**** EXERCISE DATA
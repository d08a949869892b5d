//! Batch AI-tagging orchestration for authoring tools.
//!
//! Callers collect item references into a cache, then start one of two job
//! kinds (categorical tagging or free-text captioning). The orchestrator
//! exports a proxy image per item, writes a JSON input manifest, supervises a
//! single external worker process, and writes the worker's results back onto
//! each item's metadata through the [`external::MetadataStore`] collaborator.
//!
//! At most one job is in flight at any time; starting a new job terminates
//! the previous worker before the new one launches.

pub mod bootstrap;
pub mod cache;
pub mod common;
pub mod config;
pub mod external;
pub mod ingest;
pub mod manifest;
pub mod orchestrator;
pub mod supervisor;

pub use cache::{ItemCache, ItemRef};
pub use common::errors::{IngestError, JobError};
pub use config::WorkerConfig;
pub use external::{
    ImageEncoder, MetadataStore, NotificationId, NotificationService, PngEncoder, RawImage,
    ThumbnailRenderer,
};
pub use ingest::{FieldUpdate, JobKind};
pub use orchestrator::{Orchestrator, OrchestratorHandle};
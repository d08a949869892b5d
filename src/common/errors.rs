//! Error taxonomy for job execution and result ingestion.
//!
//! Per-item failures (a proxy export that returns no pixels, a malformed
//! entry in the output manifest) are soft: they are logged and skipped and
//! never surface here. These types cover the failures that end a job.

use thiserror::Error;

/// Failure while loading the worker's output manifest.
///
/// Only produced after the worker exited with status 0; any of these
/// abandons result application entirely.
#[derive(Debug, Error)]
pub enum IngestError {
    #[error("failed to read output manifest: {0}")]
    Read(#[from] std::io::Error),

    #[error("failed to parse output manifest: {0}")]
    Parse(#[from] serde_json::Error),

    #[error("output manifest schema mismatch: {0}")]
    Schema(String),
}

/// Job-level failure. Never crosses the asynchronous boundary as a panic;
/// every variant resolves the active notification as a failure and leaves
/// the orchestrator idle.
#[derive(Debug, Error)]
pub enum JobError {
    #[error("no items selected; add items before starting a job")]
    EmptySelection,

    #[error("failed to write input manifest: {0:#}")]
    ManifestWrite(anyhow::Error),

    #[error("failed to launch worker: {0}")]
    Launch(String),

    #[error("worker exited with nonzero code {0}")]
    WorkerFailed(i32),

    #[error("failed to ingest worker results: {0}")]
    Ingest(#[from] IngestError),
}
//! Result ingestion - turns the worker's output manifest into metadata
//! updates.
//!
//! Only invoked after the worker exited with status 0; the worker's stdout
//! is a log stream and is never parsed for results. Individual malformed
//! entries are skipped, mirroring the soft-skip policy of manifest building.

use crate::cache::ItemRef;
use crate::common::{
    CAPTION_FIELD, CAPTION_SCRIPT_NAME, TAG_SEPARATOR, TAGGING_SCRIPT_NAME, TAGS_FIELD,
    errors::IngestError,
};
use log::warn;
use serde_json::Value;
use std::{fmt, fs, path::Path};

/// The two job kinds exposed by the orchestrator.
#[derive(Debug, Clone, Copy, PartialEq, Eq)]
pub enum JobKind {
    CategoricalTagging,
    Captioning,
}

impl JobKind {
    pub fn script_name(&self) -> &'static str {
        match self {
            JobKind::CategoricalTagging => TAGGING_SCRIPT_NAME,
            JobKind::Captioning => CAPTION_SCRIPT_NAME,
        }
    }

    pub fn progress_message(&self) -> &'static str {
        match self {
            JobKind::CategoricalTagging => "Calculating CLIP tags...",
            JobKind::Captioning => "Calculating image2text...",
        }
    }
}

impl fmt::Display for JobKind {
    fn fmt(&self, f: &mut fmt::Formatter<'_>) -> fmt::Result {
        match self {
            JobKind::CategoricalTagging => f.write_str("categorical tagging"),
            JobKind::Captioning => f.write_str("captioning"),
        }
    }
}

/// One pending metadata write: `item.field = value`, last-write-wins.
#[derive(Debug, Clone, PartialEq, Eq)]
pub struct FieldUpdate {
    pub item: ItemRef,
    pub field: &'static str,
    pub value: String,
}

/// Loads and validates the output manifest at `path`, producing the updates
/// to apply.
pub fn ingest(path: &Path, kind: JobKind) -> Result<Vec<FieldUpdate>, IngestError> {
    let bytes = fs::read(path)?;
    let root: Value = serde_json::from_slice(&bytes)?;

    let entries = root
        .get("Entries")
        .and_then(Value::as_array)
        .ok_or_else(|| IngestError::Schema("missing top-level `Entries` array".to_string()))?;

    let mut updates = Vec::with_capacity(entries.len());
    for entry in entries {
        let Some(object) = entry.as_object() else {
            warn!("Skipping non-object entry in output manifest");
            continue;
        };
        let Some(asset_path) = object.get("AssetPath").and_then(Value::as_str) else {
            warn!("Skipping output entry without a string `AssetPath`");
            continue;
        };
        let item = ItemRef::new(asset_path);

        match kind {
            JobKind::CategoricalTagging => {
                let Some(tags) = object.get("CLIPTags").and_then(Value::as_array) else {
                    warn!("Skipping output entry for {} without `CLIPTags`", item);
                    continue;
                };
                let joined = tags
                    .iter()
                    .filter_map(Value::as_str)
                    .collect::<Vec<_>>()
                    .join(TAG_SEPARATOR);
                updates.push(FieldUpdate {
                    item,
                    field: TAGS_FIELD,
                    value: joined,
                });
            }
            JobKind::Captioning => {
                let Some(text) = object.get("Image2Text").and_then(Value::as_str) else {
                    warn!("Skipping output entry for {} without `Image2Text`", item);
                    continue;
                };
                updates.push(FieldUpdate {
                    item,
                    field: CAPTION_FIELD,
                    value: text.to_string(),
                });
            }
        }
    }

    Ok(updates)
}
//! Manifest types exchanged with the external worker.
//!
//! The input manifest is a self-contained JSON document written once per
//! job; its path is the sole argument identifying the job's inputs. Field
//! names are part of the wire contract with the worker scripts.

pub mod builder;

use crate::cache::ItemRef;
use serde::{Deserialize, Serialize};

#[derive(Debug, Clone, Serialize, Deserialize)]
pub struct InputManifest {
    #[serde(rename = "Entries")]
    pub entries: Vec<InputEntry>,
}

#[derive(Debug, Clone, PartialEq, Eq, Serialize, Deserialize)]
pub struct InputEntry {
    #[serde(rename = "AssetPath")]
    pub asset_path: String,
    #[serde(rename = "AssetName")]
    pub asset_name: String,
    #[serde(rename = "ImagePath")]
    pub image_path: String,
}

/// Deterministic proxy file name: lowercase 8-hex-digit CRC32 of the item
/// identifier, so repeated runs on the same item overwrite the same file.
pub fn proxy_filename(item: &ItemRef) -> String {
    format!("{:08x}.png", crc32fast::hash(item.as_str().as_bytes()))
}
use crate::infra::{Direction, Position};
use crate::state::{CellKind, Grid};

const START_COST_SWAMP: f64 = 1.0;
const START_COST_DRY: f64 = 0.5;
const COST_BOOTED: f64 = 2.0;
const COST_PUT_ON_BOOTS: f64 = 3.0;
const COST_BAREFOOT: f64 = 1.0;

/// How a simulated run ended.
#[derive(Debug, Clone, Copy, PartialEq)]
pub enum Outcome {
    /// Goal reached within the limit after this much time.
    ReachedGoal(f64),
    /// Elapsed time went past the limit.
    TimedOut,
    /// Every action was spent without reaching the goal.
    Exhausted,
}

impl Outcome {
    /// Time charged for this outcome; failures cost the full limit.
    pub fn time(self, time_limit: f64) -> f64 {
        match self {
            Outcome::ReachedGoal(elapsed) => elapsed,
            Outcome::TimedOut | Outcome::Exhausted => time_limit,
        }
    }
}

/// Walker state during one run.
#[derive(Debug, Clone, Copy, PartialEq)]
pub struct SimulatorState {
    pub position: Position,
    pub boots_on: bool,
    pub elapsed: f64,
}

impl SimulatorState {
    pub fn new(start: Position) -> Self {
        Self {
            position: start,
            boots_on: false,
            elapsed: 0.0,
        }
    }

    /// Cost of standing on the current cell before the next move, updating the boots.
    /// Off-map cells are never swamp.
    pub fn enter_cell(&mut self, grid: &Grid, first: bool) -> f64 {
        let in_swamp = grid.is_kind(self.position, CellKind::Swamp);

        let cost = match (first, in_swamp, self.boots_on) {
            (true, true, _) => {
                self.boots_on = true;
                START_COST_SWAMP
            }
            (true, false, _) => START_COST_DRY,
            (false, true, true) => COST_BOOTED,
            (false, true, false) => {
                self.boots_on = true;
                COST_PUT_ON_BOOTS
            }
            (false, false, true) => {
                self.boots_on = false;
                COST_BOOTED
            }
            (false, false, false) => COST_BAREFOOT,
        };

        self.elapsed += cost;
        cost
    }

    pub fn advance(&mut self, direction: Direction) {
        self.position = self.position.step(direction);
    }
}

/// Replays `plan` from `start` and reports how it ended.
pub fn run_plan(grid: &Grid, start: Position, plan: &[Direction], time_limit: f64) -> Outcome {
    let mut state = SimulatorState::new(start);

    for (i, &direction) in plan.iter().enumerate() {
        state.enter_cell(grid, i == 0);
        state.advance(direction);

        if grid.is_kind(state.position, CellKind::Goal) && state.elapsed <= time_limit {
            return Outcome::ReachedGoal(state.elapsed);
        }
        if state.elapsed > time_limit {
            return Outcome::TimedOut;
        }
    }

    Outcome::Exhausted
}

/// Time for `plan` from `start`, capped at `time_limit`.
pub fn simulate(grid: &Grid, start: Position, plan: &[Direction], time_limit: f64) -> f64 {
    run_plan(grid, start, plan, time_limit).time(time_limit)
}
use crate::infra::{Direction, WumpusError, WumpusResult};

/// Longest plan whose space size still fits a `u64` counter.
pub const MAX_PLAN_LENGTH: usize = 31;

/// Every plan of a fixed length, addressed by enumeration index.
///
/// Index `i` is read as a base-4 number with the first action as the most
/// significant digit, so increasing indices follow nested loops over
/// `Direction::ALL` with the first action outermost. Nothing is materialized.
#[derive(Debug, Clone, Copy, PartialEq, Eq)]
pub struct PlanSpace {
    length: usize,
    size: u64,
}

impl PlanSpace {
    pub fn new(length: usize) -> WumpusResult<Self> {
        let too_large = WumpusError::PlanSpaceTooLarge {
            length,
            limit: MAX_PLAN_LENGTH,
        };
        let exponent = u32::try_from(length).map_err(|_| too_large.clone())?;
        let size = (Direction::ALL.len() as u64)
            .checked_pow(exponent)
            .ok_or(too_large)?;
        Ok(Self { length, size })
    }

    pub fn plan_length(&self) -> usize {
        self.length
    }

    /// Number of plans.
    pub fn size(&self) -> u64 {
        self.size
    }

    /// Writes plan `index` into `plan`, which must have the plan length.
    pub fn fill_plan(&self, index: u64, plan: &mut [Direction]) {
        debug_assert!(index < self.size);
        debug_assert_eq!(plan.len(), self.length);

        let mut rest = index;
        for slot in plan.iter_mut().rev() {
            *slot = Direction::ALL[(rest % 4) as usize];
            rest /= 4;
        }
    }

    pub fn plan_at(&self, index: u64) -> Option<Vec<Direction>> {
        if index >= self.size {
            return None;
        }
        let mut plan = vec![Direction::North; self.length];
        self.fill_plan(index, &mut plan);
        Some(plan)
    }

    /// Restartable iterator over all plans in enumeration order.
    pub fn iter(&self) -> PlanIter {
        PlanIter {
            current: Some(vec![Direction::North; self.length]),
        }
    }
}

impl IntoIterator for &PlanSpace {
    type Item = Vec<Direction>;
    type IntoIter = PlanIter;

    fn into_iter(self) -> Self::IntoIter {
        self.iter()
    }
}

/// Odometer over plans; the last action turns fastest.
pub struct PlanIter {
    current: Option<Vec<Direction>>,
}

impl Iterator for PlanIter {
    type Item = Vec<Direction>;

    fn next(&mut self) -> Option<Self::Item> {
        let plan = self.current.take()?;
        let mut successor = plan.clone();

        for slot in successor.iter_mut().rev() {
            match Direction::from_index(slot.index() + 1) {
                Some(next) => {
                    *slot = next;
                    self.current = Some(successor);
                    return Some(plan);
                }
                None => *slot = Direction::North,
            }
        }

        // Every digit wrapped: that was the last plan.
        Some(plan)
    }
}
********
**** EXERCISE DATA
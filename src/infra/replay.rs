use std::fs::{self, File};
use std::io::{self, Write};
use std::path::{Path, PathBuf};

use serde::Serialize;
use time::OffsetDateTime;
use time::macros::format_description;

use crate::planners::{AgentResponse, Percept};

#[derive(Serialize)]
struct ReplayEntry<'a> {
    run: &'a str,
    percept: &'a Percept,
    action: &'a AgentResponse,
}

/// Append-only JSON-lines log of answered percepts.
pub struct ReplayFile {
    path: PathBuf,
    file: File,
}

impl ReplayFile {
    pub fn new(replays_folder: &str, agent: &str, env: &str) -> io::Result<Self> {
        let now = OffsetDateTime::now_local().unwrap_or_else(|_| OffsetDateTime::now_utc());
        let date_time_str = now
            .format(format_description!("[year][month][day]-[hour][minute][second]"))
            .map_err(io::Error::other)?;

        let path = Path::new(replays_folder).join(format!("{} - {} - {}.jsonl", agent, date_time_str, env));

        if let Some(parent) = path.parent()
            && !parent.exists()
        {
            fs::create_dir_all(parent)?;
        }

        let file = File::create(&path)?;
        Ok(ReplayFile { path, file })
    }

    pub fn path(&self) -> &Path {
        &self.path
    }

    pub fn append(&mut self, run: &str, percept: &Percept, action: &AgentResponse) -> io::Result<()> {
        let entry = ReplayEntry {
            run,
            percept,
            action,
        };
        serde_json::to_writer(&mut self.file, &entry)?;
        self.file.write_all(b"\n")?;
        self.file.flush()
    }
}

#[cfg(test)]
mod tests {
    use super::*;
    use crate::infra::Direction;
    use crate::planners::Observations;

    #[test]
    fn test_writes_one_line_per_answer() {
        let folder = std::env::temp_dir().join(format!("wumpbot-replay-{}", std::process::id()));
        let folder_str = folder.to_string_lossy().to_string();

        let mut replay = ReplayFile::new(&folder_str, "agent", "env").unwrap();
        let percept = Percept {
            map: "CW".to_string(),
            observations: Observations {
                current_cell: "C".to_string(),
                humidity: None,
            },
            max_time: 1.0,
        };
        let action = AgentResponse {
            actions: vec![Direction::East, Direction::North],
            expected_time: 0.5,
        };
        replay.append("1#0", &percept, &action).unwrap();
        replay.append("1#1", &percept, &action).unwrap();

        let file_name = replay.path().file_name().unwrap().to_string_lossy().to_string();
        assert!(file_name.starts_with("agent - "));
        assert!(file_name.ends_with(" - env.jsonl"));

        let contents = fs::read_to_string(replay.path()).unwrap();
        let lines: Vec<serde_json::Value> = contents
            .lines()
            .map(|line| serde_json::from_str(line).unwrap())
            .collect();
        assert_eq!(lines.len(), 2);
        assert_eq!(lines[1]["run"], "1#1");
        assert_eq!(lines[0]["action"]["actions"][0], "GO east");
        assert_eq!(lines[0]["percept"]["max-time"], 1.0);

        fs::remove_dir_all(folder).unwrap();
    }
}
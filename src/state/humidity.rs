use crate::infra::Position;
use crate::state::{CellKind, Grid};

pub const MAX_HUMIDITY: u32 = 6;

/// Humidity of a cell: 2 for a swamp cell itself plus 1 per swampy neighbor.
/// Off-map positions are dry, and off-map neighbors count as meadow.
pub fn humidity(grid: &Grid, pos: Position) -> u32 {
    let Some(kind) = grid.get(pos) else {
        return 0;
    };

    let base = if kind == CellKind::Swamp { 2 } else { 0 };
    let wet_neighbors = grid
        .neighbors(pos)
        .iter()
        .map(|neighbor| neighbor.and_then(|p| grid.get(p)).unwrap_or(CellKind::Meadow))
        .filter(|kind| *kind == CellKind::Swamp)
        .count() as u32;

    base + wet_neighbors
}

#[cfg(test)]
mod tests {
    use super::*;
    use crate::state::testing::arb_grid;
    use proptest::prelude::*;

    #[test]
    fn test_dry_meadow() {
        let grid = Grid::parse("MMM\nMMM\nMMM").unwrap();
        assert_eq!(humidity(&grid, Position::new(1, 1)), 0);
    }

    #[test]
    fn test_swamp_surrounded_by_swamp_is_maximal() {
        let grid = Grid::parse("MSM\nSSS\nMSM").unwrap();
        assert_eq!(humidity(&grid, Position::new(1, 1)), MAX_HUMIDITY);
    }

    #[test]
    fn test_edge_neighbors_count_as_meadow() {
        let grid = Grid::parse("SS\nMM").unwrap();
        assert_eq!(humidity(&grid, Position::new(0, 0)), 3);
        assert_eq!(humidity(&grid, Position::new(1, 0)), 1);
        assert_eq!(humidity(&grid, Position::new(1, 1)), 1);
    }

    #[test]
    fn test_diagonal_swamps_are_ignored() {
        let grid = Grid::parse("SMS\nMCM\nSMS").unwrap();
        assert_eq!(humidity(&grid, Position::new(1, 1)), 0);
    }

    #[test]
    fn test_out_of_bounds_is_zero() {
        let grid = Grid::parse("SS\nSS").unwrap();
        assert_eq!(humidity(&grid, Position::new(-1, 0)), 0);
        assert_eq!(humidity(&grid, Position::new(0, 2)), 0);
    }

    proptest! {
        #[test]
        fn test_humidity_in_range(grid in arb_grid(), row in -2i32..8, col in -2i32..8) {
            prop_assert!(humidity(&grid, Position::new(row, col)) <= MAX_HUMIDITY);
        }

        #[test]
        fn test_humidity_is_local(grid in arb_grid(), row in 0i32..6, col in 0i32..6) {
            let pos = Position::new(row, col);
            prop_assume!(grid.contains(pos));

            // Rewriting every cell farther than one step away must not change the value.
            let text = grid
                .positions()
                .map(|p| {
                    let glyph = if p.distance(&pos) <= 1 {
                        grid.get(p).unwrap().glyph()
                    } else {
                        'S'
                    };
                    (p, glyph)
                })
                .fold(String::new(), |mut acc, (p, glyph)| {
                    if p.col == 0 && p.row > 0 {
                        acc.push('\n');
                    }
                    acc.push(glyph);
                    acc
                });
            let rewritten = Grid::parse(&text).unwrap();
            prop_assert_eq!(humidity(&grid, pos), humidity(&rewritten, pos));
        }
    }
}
********
» **YOUR TASK**
Your answer should be the lines above that contain the word "after", copied out.

» **RESULT**
/// Only produced after the worker exited with status 0; any of these
//! Only invoked after the worker exited with status 0; the worker's stdout
    /// Goal reached within the limit after this much time.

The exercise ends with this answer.